12. December 2012   1:47 am
Mikki Larner

Mikki Larner
Belmont, CA

The last few months have been a whirlwind of conferences, speaking engagements, trade shows, customer visits, lots of meetings, a few visits to our North American headquarters (Chi town), Canadian offices, the mother ship (Germany), and a sprinkling of board meetings.

One of the highlights was attending the Biointerface 2012 meeting in Dublin. http://www.surfaces.org/

(Oh, when in Dublin, I highly recommend dining at the Winding Stair for delicious tastes of fresh unadulterated seafood  http://winding-stair.com/.  MAKE A RESERVATION or be prepared with a warm coat as you walk around waiting for your 10 pm table.)

The folks at UCD and Surfaces.org pulled together an excellent forum with a tremendous focus on use of plasma for “medicine” and let us in to the labs at UCD for a tour to include a demonstration of our Openair tool. http://www.ucd.ie/surfaces/facilities.htm

I have pages and pages of notes from the meetings and want to share a few stand out quotes and notes relevant to our technology:

“Interface influences failures”

Mr. Reto Luginbuehl (RMS Foundation, Switzerland)
The impacts on interface include: biology, modulus, surface chemistry, wear, morphology, infection, roughness to name just a few. It is so important to remember this when designing a program. Everything needs to be tested…not just surface energy with water. Need to understand all types of interactions with the surface for a successful product design.

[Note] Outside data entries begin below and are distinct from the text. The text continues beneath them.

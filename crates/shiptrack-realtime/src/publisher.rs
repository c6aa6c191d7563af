//! Per-tracking-number SSE event publisher
//!
//! One channel per tracking number: created on the first subscribe,
//! discarded when the last subscriber leaves. Nothing is buffered for an
//! idle channel: this is a best-effort live feed, not a log. Fan-out
//! never blocks on a slow reader: each subscriber has a bounded outbound
//! buffer and is disconnected when it overflows.

use dashmap::DashMap;
use std::sync::Arc;
use tokio::sync::{broadcast, mpsc};
use tracing::{debug, info, warn};

use crate::event::StreamEvent;

const HEARTBEAT_CHANNEL_CAPACITY: usize = 16;
const DEFAULT_SUBSCRIBER_BUFFER: usize = 64;

pub type SubscriberId = String;

/// One live SSE subscription
#[derive(Debug)]
pub struct Subscriber {
    pub id: SubscriberId,
    pub tracking_number: String,
    pub connected_at: chrono::DateTime<chrono::Utc>,
    sender: mpsc::Sender<StreamEvent>,
}

impl Subscriber {
    pub fn is_active(&self) -> bool {
        !self.sender.is_closed()
    }
}

/// Registry of live SSE subscriptions, keyed by tracking number
#[derive(Clone)]
pub struct EventPublisher {
    subscribers: Arc<DashMap<SubscriberId, Arc<Subscriber>>>,
    /// tracking_number -> subscriber ids; the entry is removed when it
    /// empties, returning the channel to idle
    channels: Arc<DashMap<String, Vec<SubscriberId>>>,
    heartbeat_sender: broadcast::Sender<i64>,
    buffer_capacity: usize,
}

impl Default for EventPublisher {
    fn default() -> Self {
        Self::new()
    }
}

impl EventPublisher {
    pub fn new() -> Self {
        Self::with_buffer_capacity(DEFAULT_SUBSCRIBER_BUFFER)
    }

    /// `buffer_capacity` bounds each subscriber's outbound queue
    pub fn with_buffer_capacity(buffer_capacity: usize) -> Self {
        let (heartbeat_sender, _) = broadcast::channel(HEARTBEAT_CHANNEL_CAPACITY);
        Self {
            subscribers: Arc::new(DashMap::new()),
            channels: Arc::new(DashMap::new()),
            heartbeat_sender,
            buffer_capacity,
        }
    }

    /// Register a subscription for one tracking number
    pub fn subscribe(
        &self,
        tracking_number: impl Into<String>,
    ) -> (Arc<Subscriber>, mpsc::Receiver<StreamEvent>) {
        let tracking_number = tracking_number.into();
        let (sender, receiver) = mpsc::channel(self.buffer_capacity);

        let subscriber = Arc::new(Subscriber {
            id: uuid::Uuid::new_v4().to_string(),
            tracking_number: tracking_number.clone(),
            connected_at: chrono::Utc::now(),
            sender,
        });

        self.subscribers
            .insert(subscriber.id.clone(), subscriber.clone());
        self.channels
            .entry(tracking_number.clone())
            .or_default()
            .push(subscriber.id.clone());

        info!(
            subscriber_id = %subscriber.id,
            tracking_number = %tracking_number,
            total_subscribers = self.subscribers.len(),
            "SSE subscription registered"
        );

        (subscriber, receiver)
    }

    /// Drop a subscription; the channel entry goes with its last subscriber
    pub fn unsubscribe(&self, subscriber_id: &str) {
        if let Some((_, subscriber)) = self.subscribers.remove(subscriber_id) {
            let mut drop_channel = false;
            if let Some(mut ids) = self.channels.get_mut(&subscriber.tracking_number) {
                ids.retain(|id| id != subscriber_id);
                drop_channel = ids.is_empty();
            }
            if drop_channel {
                self.channels.remove(&subscriber.tracking_number);
            }

            info!(
                subscriber_id = %subscriber_id,
                tracking_number = %subscriber.tracking_number,
                remaining_subscribers = self.subscribers.len(),
                "SSE subscription unregistered"
            );
        }
    }

    /// Deliver an event to every subscriber of a tracking number.
    ///
    /// No subscribers is a no-op. Delivery is `try_send`: a subscriber
    /// whose buffer is full is disconnected rather than ever stalling the
    /// publisher. Returns the number of subscribers reached.
    pub fn publish(&self, tracking_number: &str, event: StreamEvent) -> usize {
        let subscriber_ids: Vec<SubscriberId> = self
            .channels
            .get(tracking_number)
            .map(|ids| ids.clone())
            .unwrap_or_default();

        if subscriber_ids.is_empty() {
            return 0;
        }

        let mut sent = 0;
        for subscriber_id in subscriber_ids {
            let Some(subscriber) = self.subscribers.get(&subscriber_id).map(|s| s.clone()) else {
                continue;
            };
            match subscriber.sender.try_send(event.clone()) {
                Ok(()) => sent += 1,
                Err(mpsc::error::TrySendError::Full(_)) => {
                    warn!(
                        subscriber_id = %subscriber_id,
                        tracking_number = %tracking_number,
                        "subscriber buffer full, disconnecting slow consumer"
                    );
                    self.unsubscribe(&subscriber_id);
                }
                Err(mpsc::error::TrySendError::Closed(_)) => {
                    self.unsubscribe(&subscriber_id);
                }
            }
        }

        debug!(
            tracking_number = %tracking_number,
            event_type = %event.event_type,
            sent_count = sent,
            "event published"
        );
        sent
    }

    /// Receiver for the shared heartbeat tick, merged into each
    /// connection's stream by the HTTP layer
    pub fn subscribe_heartbeat(&self) -> broadcast::Receiver<i64> {
        self.heartbeat_sender.subscribe()
    }

    pub fn send_heartbeat(&self) {
        let ts = chrono::Utc::now().timestamp();
        let _ = self.heartbeat_sender.send(ts);
    }

    /// Drop subscriptions whose receiver side is gone
    pub fn cleanup_dead_subscribers(&self) {
        let dead: Vec<SubscriberId> = self
            .subscribers
            .iter()
            .filter(|entry| !entry.value().is_active())
            .map(|entry| entry.key().clone())
            .collect();

        for id in dead {
            self.unsubscribe(&id);
        }
    }

    pub fn subscriber_count(&self) -> usize {
        self.subscribers.len()
    }

    /// Number of tracking numbers with at least one subscriber
    pub fn channel_count(&self) -> usize {
        self.channels.len()
    }

    pub fn channel_subscriber_count(&self, tracking_number: &str) -> usize {
        self.channels
            .get(tracking_number)
            .map(|ids| ids.len())
            .unwrap_or(0)
    }
}
//! Delivery channel seam
//!
//! Email rendering and push transport are external collaborators; this
//! crate only defines the hand-off contract and records confirmations.

use async_trait::async_trait;

use crate::error::ChannelError;
use crate::model::Notification;

/// One out-of-band delivery channel (email, push, ...)
#[async_trait]
pub trait NotificationChannel: Send + Sync + 'static {
    async fn deliver(&self, notification: &Notification) -> Result<(), ChannelError>;

    /// Channel name (for logging)
    fn name(&self) -> &'static str;
}

/// Accepts every delivery without doing anything
///
/// Keeps the dispatch wiring exercisable when no transport is configured.
#[derive(Clone, Default)]
pub struct NoopChannel;

#[async_trait]
impl NotificationChannel for NoopChannel {
    async fn deliver(&self, _notification: &Notification) -> Result<(), ChannelError> {
        Ok(())
    }

    fn name(&self) -> &'static str {
        "Noop"
    }
}
use axum::{
    extract::{Query, State},
    http::StatusCode,
    response::{IntoResponse, Response},
    Json,
};
use serde::{Deserialize, Serialize};
use serde_json::json;

use shiptrack_carriers::{TrackingError, TrackingResult};

use crate::state::AppState;

#[derive(Debug, Deserialize)]
#[serde(rename_all = "camelCase")]
pub struct TrackParams {
    pub tracking_number: String,
    pub carrier_code: Option<String>,
}

pub async fn track(State(state): State<AppState>, Query(params): Query<TrackParams>) -> Response {
    match state
        .aggregator
        .track(&params.tracking_number, params.carrier_code.as_deref())
        .await
    {
        Ok(result) => Json(result).into_response(),
        Err(err) => tracking_error_response(err),
    }
}

#[derive(Debug, Deserialize)]
#[serde(rename_all = "camelCase")]
pub struct BatchRequest {
    pub tracking_numbers: Vec<String>,
    #[serde(default)]
    pub carrier_code: Option<String>,
}

#[derive(Debug, Serialize)]
#[serde(rename_all = "camelCase")]
struct BatchItem {
    tracking_number: String,
    ok: bool,
    #[serde(skip_serializing_if = "Option::is_none")]
    result: Option<TrackingResult>,
    #[serde(skip_serializing_if = "Option::is_none")]
    error: Option<String>,
}

pub async fn track_batch(
    State(state): State<AppState>,
    Json(request): Json<BatchRequest>,
) -> Response {
    let outcomes = state
        .aggregator
        .track_batch(&request.tracking_numbers, request.carrier_code.as_deref())
        .await;

    let results: Vec<BatchItem> = outcomes
        .into_iter()
        .map(|item| match item.outcome {
            Ok(result) => BatchItem {
                tracking_number: item.tracking_number,
                ok: true,
                result: Some(result),
                error: None,
            },
            Err(err) => BatchItem {
                tracking_number: item.tracking_number,
                ok: false,
                result: None,
                error: Some(err.to_string()),
            },
        })
        .collect();

    Json(json!({ "results": results })).into_response()
}

pub async fn list_carriers(State(state): State<AppState>) -> Response {
    Json(state.aggregator.registry().list()).into_response()
}

pub async fn health(State(state): State<AppState>) -> Response {
    let carriers = state.aggregator.registry().health();
    let database_up = state.store.is_available().await;

    Json(json!({
        "status": if database_up { "ok" } else { "degraded" },
        "carriers": carriers,
        "database": {
            "status": if database_up { "up" } else { "down" },
            "backend": state.store.name(),
        },
        "cache": {
            "status": "up",
            "entries": state.aggregator.cached_entry_count(),
        },
    }))
    .into_response()
}

fn tracking_error_response(err: TrackingError) -> Response {
    let status = if err.is_client_error() {
        StatusCode::NOT_FOUND
    } else {
        StatusCode::BAD_GATEWAY
    };
    (status, Json(json!({ "error": err.to_string() }))).into_response()
}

Dr. Anna Belu, Medtronic, had an excellent case study about contamination which hit close to home as plasma is often used to remove UNEXPECTED contamination from various sources such as packaging or residue from gloves.

There were excellent poster presentations. One standout was from UCD. They report superphobic (150deg+) surfaces via atmospheric plasma using siloxane precursors. Sounds like there are some stability issues with the surface, but nonetheless, the advances in AP are promising.

Professor Buddy Ratner provided the keynote on “Emerging Biointerface Solutions – Translating in vitro results to the In Vivo Environment” and provided one of the best quotes of the conference (I don’t recall who originally make the statement, so Prof. Ratner can take the cred.):

“Engineering is the instrument of civilization”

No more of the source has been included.